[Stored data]
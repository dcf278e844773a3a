//! epochalypse core - One instant, three synchronized views
//!
//! This crate holds everything that does not need a terminal:
//! - `Instant`: whole-second absolute time
//! - Zone lookup for the local rendering (`LocalZone`, `SystemZone`, `FixedZone`)
//! - The fixed `Www Mmm _d hh:mm:ss ZONE yyyy` format and its parsers
//! - `Field` metadata and per-keystroke acceptance rules
//! - `TimeSync`: the canonical instant plus the re-entrancy guard

pub mod error;
pub mod field;
pub mod format;
pub mod sync;
pub mod time;
pub mod zone;

pub use error::*;
pub use field::*;
pub use format::*;
pub use sync::*;
pub use time::*;
pub use zone::*;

**ASSIGNMENT**: If a line falls between the first line of the data above and the line holding "per-keystroke acceptance rules", inclusive, retype it exactly; retype no other line.

**EXERCISE ANSWER**:
repository dcf278e844773a3a
//! epochalypse core - One instant, three synchronized views
//!
//! This crate holds everything that does not need a terminal:
//! - `Instant`: whole-second absolute time
//! - Zone lookup for the local rendering (`LocalZone`, `SystemZone`, `FixedZone`)
//! - The fixed `Www Mmm _d hh:mm:ss ZONE yyyy` format and its parsers
//! - `Field` metadata and per-keystroke acceptance rules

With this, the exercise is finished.